▶ _What you have to do_
The lines needed are those from the start of the records through the line holding "use congestion_monitor::config::MonitorConfig;", each copied exactly.

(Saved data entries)
----------------
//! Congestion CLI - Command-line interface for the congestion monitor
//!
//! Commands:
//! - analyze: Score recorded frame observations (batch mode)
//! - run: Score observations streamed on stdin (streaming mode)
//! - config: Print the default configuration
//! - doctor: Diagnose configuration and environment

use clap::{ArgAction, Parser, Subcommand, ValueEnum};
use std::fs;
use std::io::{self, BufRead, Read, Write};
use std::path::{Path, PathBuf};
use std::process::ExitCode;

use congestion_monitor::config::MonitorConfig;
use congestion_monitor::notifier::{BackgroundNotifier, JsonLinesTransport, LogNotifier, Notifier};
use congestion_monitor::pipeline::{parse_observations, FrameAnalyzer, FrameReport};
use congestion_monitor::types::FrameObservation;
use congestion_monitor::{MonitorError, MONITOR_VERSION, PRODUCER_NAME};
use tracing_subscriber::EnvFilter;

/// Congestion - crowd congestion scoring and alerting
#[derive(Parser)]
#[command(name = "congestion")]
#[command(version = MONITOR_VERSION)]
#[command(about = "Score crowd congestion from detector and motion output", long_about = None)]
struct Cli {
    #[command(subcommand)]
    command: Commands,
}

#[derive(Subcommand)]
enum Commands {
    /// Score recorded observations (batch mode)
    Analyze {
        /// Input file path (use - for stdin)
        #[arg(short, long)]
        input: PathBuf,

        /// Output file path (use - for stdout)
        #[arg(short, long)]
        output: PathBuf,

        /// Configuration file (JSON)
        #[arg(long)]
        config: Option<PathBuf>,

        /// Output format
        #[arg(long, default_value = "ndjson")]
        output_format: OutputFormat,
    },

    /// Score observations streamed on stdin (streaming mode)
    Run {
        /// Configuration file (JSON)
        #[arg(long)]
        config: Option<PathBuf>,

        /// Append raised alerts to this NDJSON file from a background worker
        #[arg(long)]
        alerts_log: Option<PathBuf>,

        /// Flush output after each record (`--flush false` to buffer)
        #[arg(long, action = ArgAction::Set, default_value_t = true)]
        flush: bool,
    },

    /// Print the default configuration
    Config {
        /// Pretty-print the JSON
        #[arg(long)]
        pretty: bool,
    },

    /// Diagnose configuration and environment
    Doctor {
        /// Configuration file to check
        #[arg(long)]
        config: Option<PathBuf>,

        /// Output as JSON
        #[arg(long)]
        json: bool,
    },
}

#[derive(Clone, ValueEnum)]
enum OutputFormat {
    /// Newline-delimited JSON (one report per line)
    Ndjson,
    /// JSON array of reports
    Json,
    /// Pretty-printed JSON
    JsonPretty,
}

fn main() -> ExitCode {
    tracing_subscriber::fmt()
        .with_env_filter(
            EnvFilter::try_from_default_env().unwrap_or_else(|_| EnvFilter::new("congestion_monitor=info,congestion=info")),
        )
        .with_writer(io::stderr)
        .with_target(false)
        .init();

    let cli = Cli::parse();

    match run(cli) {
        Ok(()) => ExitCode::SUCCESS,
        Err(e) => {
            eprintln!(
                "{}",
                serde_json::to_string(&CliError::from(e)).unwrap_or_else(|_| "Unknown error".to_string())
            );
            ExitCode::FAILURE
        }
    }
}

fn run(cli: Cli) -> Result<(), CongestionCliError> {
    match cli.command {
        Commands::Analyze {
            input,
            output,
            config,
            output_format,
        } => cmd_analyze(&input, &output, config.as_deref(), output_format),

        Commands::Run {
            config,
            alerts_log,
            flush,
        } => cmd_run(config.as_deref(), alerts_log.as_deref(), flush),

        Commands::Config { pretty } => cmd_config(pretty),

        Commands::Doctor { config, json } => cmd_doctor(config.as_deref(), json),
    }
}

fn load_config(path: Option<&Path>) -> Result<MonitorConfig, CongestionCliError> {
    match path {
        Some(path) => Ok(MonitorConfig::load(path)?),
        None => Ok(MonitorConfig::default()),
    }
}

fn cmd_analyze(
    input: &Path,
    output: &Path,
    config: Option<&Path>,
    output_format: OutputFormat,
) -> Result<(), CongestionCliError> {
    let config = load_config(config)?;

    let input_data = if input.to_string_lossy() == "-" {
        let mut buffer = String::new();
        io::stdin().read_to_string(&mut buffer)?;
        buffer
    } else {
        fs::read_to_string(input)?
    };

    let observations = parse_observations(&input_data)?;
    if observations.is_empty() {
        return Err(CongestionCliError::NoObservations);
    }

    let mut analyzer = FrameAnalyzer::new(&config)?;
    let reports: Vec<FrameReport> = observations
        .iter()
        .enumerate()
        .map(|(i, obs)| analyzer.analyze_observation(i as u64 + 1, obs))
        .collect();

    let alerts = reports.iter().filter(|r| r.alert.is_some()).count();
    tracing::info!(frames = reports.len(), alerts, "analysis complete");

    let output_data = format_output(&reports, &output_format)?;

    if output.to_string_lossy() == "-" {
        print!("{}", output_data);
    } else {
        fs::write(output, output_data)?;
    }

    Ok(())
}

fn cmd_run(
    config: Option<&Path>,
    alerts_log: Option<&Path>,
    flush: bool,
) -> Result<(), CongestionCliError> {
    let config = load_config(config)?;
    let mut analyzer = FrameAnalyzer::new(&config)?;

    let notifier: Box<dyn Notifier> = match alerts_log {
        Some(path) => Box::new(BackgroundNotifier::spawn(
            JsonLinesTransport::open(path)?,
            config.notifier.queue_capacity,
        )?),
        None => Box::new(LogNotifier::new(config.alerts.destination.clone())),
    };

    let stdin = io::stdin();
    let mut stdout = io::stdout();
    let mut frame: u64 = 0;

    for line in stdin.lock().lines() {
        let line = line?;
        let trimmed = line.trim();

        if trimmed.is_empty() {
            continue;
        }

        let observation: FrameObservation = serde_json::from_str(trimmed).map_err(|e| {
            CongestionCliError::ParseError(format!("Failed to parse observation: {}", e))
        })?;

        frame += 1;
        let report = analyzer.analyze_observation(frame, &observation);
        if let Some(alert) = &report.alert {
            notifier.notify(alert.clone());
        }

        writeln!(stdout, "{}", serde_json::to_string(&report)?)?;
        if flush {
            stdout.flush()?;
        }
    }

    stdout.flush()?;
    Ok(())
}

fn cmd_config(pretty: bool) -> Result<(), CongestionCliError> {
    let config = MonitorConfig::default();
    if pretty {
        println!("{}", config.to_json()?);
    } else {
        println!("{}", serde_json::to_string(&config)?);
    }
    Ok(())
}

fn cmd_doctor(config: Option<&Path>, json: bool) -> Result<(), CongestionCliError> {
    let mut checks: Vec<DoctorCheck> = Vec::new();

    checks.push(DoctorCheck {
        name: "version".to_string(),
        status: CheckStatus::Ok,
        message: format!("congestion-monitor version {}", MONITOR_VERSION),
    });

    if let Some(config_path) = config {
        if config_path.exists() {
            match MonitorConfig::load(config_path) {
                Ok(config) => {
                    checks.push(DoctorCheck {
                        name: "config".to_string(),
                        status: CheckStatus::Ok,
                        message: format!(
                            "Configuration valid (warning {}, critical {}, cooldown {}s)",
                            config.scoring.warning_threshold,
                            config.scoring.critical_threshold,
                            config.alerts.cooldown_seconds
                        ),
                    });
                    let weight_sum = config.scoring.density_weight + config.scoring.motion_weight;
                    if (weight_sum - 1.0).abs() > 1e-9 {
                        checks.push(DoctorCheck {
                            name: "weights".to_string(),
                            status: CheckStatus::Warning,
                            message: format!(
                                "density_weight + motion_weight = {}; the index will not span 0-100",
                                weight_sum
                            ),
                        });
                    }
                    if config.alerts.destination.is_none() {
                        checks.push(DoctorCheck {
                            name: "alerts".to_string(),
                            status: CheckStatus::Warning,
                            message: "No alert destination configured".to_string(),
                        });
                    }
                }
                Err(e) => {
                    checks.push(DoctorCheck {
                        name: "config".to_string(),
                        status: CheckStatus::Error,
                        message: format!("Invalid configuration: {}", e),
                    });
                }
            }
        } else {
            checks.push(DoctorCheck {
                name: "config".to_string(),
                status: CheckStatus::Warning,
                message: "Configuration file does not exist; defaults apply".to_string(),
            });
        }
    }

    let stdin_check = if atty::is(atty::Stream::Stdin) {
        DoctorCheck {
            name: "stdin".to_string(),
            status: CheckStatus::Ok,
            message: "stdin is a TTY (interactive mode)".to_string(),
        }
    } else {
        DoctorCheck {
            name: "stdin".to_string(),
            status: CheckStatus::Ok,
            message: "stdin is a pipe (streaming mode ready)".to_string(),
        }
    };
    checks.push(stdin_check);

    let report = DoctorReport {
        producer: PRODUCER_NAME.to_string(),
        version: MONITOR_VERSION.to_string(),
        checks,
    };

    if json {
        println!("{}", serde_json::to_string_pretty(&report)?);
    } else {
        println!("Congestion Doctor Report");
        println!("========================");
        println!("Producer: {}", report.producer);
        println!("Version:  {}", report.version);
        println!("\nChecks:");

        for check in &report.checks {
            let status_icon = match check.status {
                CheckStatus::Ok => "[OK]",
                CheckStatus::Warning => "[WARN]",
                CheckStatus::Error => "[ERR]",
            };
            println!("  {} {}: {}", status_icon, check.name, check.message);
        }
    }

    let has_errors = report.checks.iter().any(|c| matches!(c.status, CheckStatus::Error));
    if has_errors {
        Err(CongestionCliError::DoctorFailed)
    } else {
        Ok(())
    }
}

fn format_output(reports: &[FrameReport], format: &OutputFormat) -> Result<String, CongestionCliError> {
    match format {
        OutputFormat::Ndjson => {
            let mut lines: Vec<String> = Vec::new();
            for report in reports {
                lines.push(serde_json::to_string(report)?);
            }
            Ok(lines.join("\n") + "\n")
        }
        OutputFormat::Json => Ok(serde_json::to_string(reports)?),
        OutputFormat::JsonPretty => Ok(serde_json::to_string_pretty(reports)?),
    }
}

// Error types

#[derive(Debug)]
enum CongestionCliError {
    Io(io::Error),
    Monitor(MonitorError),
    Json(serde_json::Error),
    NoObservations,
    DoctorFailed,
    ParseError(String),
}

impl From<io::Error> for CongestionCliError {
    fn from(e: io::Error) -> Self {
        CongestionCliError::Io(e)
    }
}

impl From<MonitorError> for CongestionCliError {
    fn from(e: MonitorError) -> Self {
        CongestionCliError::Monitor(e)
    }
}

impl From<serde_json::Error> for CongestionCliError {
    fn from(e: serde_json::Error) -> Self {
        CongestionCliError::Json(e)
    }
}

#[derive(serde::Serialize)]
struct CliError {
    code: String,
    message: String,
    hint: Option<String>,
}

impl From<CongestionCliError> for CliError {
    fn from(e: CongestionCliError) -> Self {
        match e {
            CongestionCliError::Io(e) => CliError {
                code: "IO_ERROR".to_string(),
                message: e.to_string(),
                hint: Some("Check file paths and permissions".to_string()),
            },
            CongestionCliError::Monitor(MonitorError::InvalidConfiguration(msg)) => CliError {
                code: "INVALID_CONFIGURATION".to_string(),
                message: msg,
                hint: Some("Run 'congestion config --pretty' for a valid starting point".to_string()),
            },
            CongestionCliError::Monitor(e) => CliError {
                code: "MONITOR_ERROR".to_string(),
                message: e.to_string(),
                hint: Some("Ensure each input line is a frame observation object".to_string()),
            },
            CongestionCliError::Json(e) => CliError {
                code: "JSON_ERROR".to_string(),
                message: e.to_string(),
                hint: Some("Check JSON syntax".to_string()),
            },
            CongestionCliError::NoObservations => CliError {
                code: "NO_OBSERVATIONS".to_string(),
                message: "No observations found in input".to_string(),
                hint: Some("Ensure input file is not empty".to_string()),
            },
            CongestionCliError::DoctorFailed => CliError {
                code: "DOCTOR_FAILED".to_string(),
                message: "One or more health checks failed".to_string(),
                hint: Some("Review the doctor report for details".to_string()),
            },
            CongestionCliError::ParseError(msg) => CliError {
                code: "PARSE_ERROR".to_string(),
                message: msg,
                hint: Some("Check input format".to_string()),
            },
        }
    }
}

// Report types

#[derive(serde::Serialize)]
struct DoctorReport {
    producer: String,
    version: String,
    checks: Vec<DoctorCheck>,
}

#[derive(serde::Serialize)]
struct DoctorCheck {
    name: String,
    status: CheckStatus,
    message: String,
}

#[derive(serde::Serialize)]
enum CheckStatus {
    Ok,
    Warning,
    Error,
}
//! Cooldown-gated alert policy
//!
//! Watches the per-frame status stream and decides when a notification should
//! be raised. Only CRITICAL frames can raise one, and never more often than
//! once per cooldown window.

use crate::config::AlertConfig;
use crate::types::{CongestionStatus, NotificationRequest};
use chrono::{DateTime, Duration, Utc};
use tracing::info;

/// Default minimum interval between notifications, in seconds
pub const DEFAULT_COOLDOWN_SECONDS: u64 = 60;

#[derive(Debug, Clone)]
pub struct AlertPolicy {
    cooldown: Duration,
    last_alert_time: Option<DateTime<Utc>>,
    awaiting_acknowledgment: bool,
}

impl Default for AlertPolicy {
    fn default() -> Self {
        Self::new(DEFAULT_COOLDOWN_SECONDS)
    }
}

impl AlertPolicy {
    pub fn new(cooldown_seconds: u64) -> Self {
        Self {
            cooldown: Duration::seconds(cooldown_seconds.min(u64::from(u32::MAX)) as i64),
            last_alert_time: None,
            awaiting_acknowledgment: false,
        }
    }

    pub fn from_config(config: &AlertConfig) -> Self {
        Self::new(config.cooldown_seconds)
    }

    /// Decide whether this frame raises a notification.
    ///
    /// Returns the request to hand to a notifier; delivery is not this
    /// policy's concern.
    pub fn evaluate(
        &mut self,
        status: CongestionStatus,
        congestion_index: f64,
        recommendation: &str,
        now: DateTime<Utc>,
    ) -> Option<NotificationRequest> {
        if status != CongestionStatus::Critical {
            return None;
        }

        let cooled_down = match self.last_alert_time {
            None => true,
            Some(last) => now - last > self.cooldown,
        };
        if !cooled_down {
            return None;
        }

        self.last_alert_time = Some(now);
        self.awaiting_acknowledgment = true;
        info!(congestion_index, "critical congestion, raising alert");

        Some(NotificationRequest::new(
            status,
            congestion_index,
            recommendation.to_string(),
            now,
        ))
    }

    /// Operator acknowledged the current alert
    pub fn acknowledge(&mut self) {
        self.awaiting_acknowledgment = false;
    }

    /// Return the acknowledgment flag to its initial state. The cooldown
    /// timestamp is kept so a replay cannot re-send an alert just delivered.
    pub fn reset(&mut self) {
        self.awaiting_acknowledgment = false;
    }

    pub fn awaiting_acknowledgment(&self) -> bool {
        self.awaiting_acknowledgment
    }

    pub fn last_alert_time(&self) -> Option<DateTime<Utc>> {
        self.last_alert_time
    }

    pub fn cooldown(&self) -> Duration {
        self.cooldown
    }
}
----------------
▶ _Completed exercise_
//! Congestion CLI - Command-line interface for the congestion monitor
//!
//! Commands:
//! - analyze: Score recorded frame observations (batch mode)
//! - run: Score observations streamed on stdin (streaming mode)
//! - config: Print the default configuration
//! - doctor: Diagnose configuration and environment

use clap::{ArgAction, Parser, Subcommand, ValueEnum};
use std::fs;
use std::io::{self, BufRead, Read, Write};
use std::path::{Path, PathBuf};
use std::process::ExitCode;

use congestion_monitor::config::MonitorConfig;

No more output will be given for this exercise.